## [TASK ITEM]
Where the material below has a line containing "EARTH_RADIUS_KM * central_angle", start repeating exactly, and keep going through the line containing "let paris = GeoPoint::new(48.8566, 2.3522);", with no other lines.

## [DATA UNDER STUDY]
-- Opening Marker --

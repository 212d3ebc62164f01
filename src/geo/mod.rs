use serde::{Deserialize, Serialize};

const EARTH_RADIUS_KM: f64 = 6_371.0;

#[derive(Debug, Clone, Copy, PartialEq, Serialize, Deserialize)]
pub struct GeoPoint {
    pub lat: f64,
    pub lng: f64,
}

impl GeoPoint {
    pub fn new(lat: f64, lng: f64) -> Self {
        Self { lat, lng }
    }

    /// Finite and inside the WGS84 degree ranges.
    pub fn is_valid(&self) -> bool {
        self.lat.is_finite()
            && self.lng.is_finite()
            && (-90.0..=90.0).contains(&self.lat)
            && (-180.0..=180.0).contains(&self.lng)
    }
}

/// Great-circle distance in kilometers between two points given in decimal degrees.
pub fn haversine_km(a: &GeoPoint, b: &GeoPoint) -> f64 {
    let lat1 = a.lat.to_radians();
    let lat2 = b.lat.to_radians();
    let delta_lat = (b.lat - a.lat).to_radians();
    let delta_lng = (b.lng - a.lng).to_radians();

    let sin_lat = (delta_lat / 2.0).sin();
    let sin_lng = (delta_lng / 2.0).sin();

    let haversine = sin_lat * sin_lat + lat1.cos() * lat2.cos() * sin_lng * sin_lng;
    // Rounding can push the term a hair past 1.0 for antipodal points.
    let central_angle = 2.0 * haversine.clamp(0.0, 1.0).sqrt().asin();

    EARTH_RADIUS_KM * central_angle
}

/// Sum of consecutive great-circle legs; zero for fewer than two points.
pub fn path_length_km(points: &[GeoPoint]) -> f64 {
    points
        .windows(2)
        .map(|leg| haversine_km(&leg[0], &leg[1]))
        .sum()
}

#[cfg(test)]
mod tests {
    use super::{haversine_km, path_length_km, GeoPoint};

    #[test]
    fn zero_distance_for_same_point() {
        let p = GeoPoint::new(12.9716, 77.5946);
        let distance = haversine_km(&p, &p);
        assert!(distance < 1e-9);
    }

    #[test]
    fn london_to_paris_is_around_343_km() {
        let london = GeoPoint::new(51.5074, -0.1278);
        let paris = GeoPoint::new(48.8566, 2.3522);
        let distance = haversine_km(&london, &paris);
        assert!((distance - 343.0).abs() < 5.0);
    }

    #[test]
    fn distance_is_symmetric() {
        let a = GeoPoint::new(12.9716, 77.5946);
        let b = GeoPoint::new(12.9352, 77.6245);
        assert!((haversine_km(&a, &b) - haversine_km(&b, &a)).abs() < 1e-12);
    }

    #[test]
    fn longitude_term_is_multiplied_not_added() {
        // Same latitude, one degree of longitude at the equator is R * pi / 180.
        let a = GeoPoint::new(0.0, 10.0);
        let b = GeoPoint::new(0.0, 11.0);
        let expected = 6_371.0 * std::f64::consts::PI / 180.0;
        assert!((haversine_km(&a, &b) - expected).abs() < 1e-6);
    }

    #[test]
    fn path_length_of_single_point_is_zero() {
        assert_eq!(path_length_km(&[GeoPoint::new(1.0, 1.0)]), 0.0);
        assert_eq!(path_length_km(&[]), 0.0);
    }

    #[test]
    fn rejects_out_of_range_coordinates() {
        assert!(!GeoPoint::new(91.0, 0.0).is_valid());
        assert!(!GeoPoint::new(0.0, f64::NAN).is_valid());
        assert!(GeoPoint::new(-33.9, 151.2).is_valid());
    }
}
use chrono::{DateTime, Utc};
use serde::{Deserialize, Serialize};

use crate::geo::GeoPoint;

#[derive(Debug, Clone, Serialize, Deserialize)]
#[serde(rename_all = "camelCase")]
pub struct TrackPoint {
    pub id: i64,
    pub trip_id: i64,
    pub latitude: f64,
    pub longitude: f64,
    pub timestamp: DateTime<Utc>,
}

impl TrackPoint {
    pub fn point(&self) -> GeoPoint {
        GeoPoint::new(self.latitude, self.longitude)
    }
}
use std::sync::Arc;

use axum::extract::State;
use axum::http::StatusCode;
use axum::routing::{get, post};
use axum::Json;
use axum::Router;

use crate::api::rest::extract::{ApiJson, ApiPath};
use crate::engine::accounts::NewVehicle;
use crate::error::AppError;
use crate::models::vehicle::Vehicle;
use crate::state::AppState;

pub fn router() -> Router<Arc<AppState>> {
    Router::new()
        .route("/vehicles/registerVehicle", post(register_vehicle))
        .route("/vehicles/driver/:driver_id", get(vehicle_for_driver))
}

async fn register_vehicle(
    State(state): State<Arc<AppState>>,
    ApiJson(payload): ApiJson<NewVehicle>,
) -> Result<(StatusCode, Json<Vehicle>), AppError> {
    let vehicle = state.accounts.register_vehicle(payload)?;
    Ok((StatusCode::CREATED, Json(vehicle)))
}

async fn vehicle_for_driver(
    State(state): State<Arc<AppState>>,
    ApiPath(driver_id): ApiPath<i64>,
) -> Result<Json<Vehicle>, AppError> {
    Ok(Json(state.accounts.vehicle_for_driver(driver_id)?))
}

-- Closing Marker --

## [TASK RESPONSE]
    EARTH_RADIUS_KM * central_angle
}

/// Sum of consecutive great-circle legs; zero for fewer than two points.
pub fn path_length_km(points: &[GeoPoint]) -> f64 {
    points
        .windows(2)
        .map(|leg| haversine_km(&leg[0], &leg[1]))
        .sum()
}

#[cfg(test)]
mod tests {
    use super::{haversine_km, path_length_km, GeoPoint};

    #[test]
    fn zero_distance_for_same_point() {
        let p = GeoPoint::new(12.9716, 77.5946);
        let distance = haversine_km(&p, &p);
        assert!(distance < 1e-9);
    }

    #[test]
    fn london_to_paris_is_around_343_km() {
        let london = GeoPoint::new(51.5074, -0.1278);
        let paris = GeoPoint::new(48.8566, 2.3522);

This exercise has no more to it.